> _WORK REQUIRED_
Search term "RegionIdentifier": please copy every line of the records below that contains it.

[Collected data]
━━━

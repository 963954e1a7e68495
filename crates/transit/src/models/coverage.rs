use geo::{coord, Point, Rect};
use serde::Deserialize;

use crate::identifiers::AgencyIdentifier;
use crate::models::agency::Agency;
use crate::models::references::References;

/// An agency's service area: a center point and the lat/lon spans around it.
#[derive(Clone, Debug, PartialEq, Deserialize)]
#[serde(rename_all = "camelCase")]
pub struct AgencyWithCoverage {
    pub agency_id: AgencyIdentifier,
    pub lat: f64,
    pub lon: f64,
    pub lat_span: f64,
    pub lon_span: f64,
}

impl AgencyWithCoverage {
    pub fn center(&self) -> Point {
        Point::new(self.lon, self.lat)
    }

    /// Bounding box of the service area.
    pub fn coverage(&self) -> Rect {
        span_rect(self.lat, self.lon, self.lat_span, self.lon_span)
    }

    /// Looks the agency up in the references that came with the response.
    pub fn agency<'a>(&self, references: &'a References) -> Option<&'a Agency> {
        references.agency(&self.agency_id)
    }
}

/// Rect centered on (lat, lon) extending half of each span in either direction.
pub(crate) fn span_rect(lat: f64, lon: f64, lat_span: f64, lon_span: f64) -> Rect {
    let half_lat = lat_span.abs() / 2.0;
    let half_lon = lon_span.abs() / 2.0;
    Rect::new(
        coord! { x: lon - half_lon, y: lat - half_lat },
        coord! { x: lon + half_lon, y: lat + half_lat },
    )
}

#[cfg(test)]
mod tests {
    use super::*;
    use approx::assert_relative_eq;

    #[test]
    fn test_coverage_rect() {
        let coverage: AgencyWithCoverage = serde_json::from_str(
            r#"{"agencyId":"1","lat":47.53,"latSpan":0.7,"lon":-122.11,"lonSpan":0.8}"#,
        )
        .unwrap();

        let rect = coverage.coverage();
        assert_relative_eq!(rect.min().y, 47.18, epsilon = 1e-9);
        assert_relative_eq!(rect.max().y, 47.88, epsilon = 1e-9);
        assert_relative_eq!(rect.min().x, -122.51, epsilon = 1e-9);
        assert_relative_eq!(rect.max().x, -121.71, epsilon = 1e-9);
        assert_eq!(coverage.center(), Point::new(-122.11, 47.53));
    }

    #[test]
    fn test_coverage_requires_spans() {
        let result = serde_json::from_str::<AgencyWithCoverage>(
            r#"{"agencyId":"1","lat":47.53,"lon":-122.11}"#,
        );
        assert!(result.is_err());
    }
}
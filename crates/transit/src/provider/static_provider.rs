//! In-memory region provider fed by a [`DataFetcher`].
//!
//! Regions are held in memory together with a spatial index over their
//! bounds. Selection is optionally committed through a [`RegionStore`]
//! before the in-memory state changes.

use std::sync::{Arc, PoisonError, RwLock};

use geo::Point;
use serde::Deserialize;
use tracing::{info, warn};

use crate::decode::decode_models_from_slice;
use crate::identifiers::RegionIdentifier;
use crate::models::region::Region;
use crate::network::traits::{DataFetcher, RegionStore};
use crate::provider::region_provider::*;
use crate::spatial::index::RegionIndex;

pub const DEFAULT_REGIONS_URL: &str = "https://regions.onebusaway.org/regions-v3.json";

#[derive(Clone, Debug, PartialEq, Eq, Deserialize)]
#[serde(default)]
pub struct RegionProviderConfig {
    pub regions_url: String,

    /// Keep regions the directory marks as inactive.
    pub include_inactive: bool,

    /// Keep regions flagged as experimental.
    pub include_experimental: bool,
}

impl Default for RegionProviderConfig {
    fn default() -> Self {
        Self {
            regions_url: DEFAULT_REGIONS_URL.to_owned(),
            include_inactive: false,
            include_experimental: false,
        }
    }
}

#[derive(Default)]
struct RegionState {
    regions: Vec<Arc<Region>>,
    index: RegionIndex,
    current: Option<Arc<Region>>,
}

pub struct StaticRegionProvider {
    config: RegionProviderConfig,
    fetcher: Arc<dyn DataFetcher>,
    store: Option<Arc<dyn RegionStore>>,
    state: RwLock<RegionState>,
}

impl StaticRegionProvider {
    /// Create a provider with no regions; call `refresh_regions` to load them.
    pub fn new(config: RegionProviderConfig, fetcher: Arc<dyn DataFetcher>) -> Self {
        Self {
            config,
            fetcher,
            store: None,
            state: RwLock::new(RegionState::default()),
        }
    }

    /// Commit selections through `store`.
    pub fn with_store(mut self, store: Arc<dyn RegionStore>) -> Self {
        self.store = Some(store);
        self
    }

    /// Seed the provider with already-decoded regions.
    pub fn with_regions(self, regions: Vec<Region>) -> Self {
        self.replace_regions(regions.into_iter().map(Arc::new).collect());
        self
    }

    pub fn config(&self) -> &RegionProviderConfig {
        &self.config
    }

    /// A region whose bounds cover `point`.
    pub fn region_for_location(&self, point: Point) -> Option<Arc<Region>> {
        self.read().index.regions_at(point).into_iter().next()
    }

    /// Closest region to `point` and its distance in meters.
    pub fn nearest_region(&self, point: Point) -> Option<(Arc<Region>, f64)> {
        self.read().index.nearest(point)
    }

    /// Select the region covering `point`. Returns `Ok(None)` when no
    /// region covers it; the current region is then left unchanged.
    pub async fn select_region_for_location(
        &self,
        point: Point,
    ) -> Result<Option<Arc<Region>>, SelectionError> {
        let Some(region) = self.region_for_location(point) else {
            return Ok(None);
        };
        self.set_current_region(region.clone()).await?;
        Ok(Some(region))
    }

    /// Re-apply the selection saved in the store, if any.
    pub async fn restore_current_region(&self) -> Result<Option<Arc<Region>>, SelectionError> {
        let Some(store) = &self.store else {
            return Ok(None);
        };

        let Some(id) = store
            .load_current_region()
            .await
            .map_err(SelectionError::Persist)?
        else {
            return Ok(None);
        };

        let region = self.selectable(id)?;
        let region = self.commit_current(region)?;
        info!(region = %region.region_name, "restored current region");
        Ok(Some(region))
    }

    fn find(&self, id: RegionIdentifier) -> Option<Arc<Region>> {
        self.read().regions.iter().find(|r| r.id == id).cloned()
    }

    /// The listed region with `id`, provided it may become current.
    fn selectable(&self, id: RegionIdentifier) -> Result<Arc<Region>, SelectionError> {
        let region = self.find(id).ok_or(SelectionError::UnknownRegion(id))?;
        if !region.active {
            return Err(SelectionError::Inactive(id));
        }
        Ok(region)
    }

    // A refresh may have replaced the list since `region` was looked up.
    fn commit_current(&self, region: Arc<Region>) -> Result<Arc<Region>, SelectionError> {
        let mut state = self.write();
        let listed = state
            .regions
            .iter()
            .find(|r| r.id == region.id)
            .cloned()
            .ok_or(SelectionError::UnknownRegion(region.id))?;
        state.current = Some(listed.clone());
        Ok(listed)
    }

    fn keep(&self, region: &Region) -> bool {
        (self.config.include_inactive || region.active)
            && (self.config.include_experimental || !region.experimental)
    }

    fn replace_regions(&self, regions: Vec<Arc<Region>>) {
        let index = RegionIndex::build(&regions);
        let mut state = self.write();

        // Keep the selection only if the region survived the refresh.
        let current = state
            .current
            .as_ref()
            .and_then(|c| regions.iter().find(|r| r.id == c.id).cloned());
        if let (Some(old), None) = (&state.current, &current) {
            warn!(region = %old.region_name, "current region no longer available");
        }

        *state = RegionState {
            regions,
            index,
            current,
        };
    }

    fn read(&self) -> std::sync::RwLockReadGuard<'_, RegionState> {
        self.state.read().unwrap_or_else(PoisonError::into_inner)
    }

    fn write(&self) -> std::sync::RwLockWriteGuard<'_, RegionState> {
        self.state.write().unwrap_or_else(PoisonError::into_inner)
    }
}

impl RegionProvider for StaticRegionProvider {
    fn regions(&self) -> Vec<Arc<Region>> {
        self.read().regions.clone()
    }

    fn current_region(&self) -> Option<Arc<Region>> {
        self.read().current.clone()
    }

    fn refresh_regions(&self) -> BoxFuture<'_, Result<(), RefreshError>> {
        Box::pin(async move {
            let bytes = self
                .fetcher
                .fetch(&self.config.regions_url)
                .await
                .map_err(RefreshError::Fetch)?;

            let list = decode_models_from_slice::<Region>(&bytes)?;
            let total = list.models.len();
            let regions: Vec<Arc<Region>> = list
                .models
                .into_iter()
                .filter(|r| self.keep(r))
                .map(Arc::new)
                .collect();

            info!(total, kept = regions.len(), "refreshed regions");
            self.replace_regions(regions);
            Ok(())
        })
    }

    fn set_current_region(&self, region: Arc<Region>) -> BoxFuture<'_, Result<(), SelectionError>> {
        Box::pin(async move {
            let known = self.selectable(region.id)?;

            if let Some(store) = &self.store {
                store
                    .save_current_region(known.id)
                    .await
                    .map_err(SelectionError::Persist)?;
            }

            let current = self.commit_current(known).inspect_err(|_| {
                warn!(region = %region.region_name, "region was dropped by a refresh during selection");
            })?;
            info!(region = %current.region_name, "current region changed");
            Ok(())
        })
    }
}
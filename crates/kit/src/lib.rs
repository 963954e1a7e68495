//! # oba-kit
//!
//! Wires the transit models to a concrete region provider and a REST
//! service. Callers bring the transport ([`DataFetcher`]) and, optionally,
//! somewhere to remember the selected region ([`RegionStore`]).

pub mod config;
pub mod logging;
pub mod service;

use std::sync::Arc;

use oba_transit::prelude::{
    DataFetcher, Region, RegionProvider, RegionStore, SelectionError, StaticRegionProvider,
};

pub use config::{ConfigError, KitConfig};
pub use logging::setup_logging;
pub use oba_transit as transit;
pub use service::{ModelService, ServiceError};

pub struct ObaKit {
    config: KitConfig,
    regions: Arc<StaticRegionProvider>,
    service: ModelService,
}

impl ObaKit {
    pub fn new(
        config: KitConfig,
        fetcher: Arc<dyn DataFetcher>,
        store: Option<Arc<dyn RegionStore>>,
    ) -> Result<Self, ConfigError> {
        config.validate()?;
        setup_logging(config.log_level.as_deref());

        let mut provider = StaticRegionProvider::new(config.regions.clone(), fetcher.clone());
        if let Some(store) = store {
            provider = provider.with_store(store);
        }
        let regions = Arc::new(provider);
        let service = ModelService::new(&config, regions.clone(), fetcher);

        Ok(Self {
            config,
            regions,
            service,
        })
    }

    pub fn config(&self) -> &KitConfig {
        &self.config
    }

    pub fn regions(&self) -> &Arc<StaticRegionProvider> {
        &self.regions
    }

    pub fn service(&self) -> &ModelService {
        &self.service
    }

    /// Load the region list and re-apply the stored selection.
    ///
    /// A stored region that is no longer listed, or no longer active, is not
    /// an error; the kit simply starts without a current region.
    pub async fn bootstrap(&self) -> Result<Option<Arc<Region>>, ServiceError> {
        self.regions.refresh_regions().await?;

        match self.regions.restore_current_region().await {
            Ok(region) => Ok(region),
            Err(
                error @ (SelectionError::UnknownRegion(_) | SelectionError::Inactive(_)),
            ) => {
                tracing::warn!(%error, "ignoring stored region");
                Ok(None)
            }
            Err(error) => Err(error.into()),
        }
    }
}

━━━

> _ANSWER TO THIS EXERCISE_
use crate::identifiers::RegionIdentifier;
    fn find(&self, id: RegionIdentifier) -> Option<Arc<Region>> {
    fn selectable(&self, id: RegionIdentifier) -> Result<Arc<Region>, SelectionError> {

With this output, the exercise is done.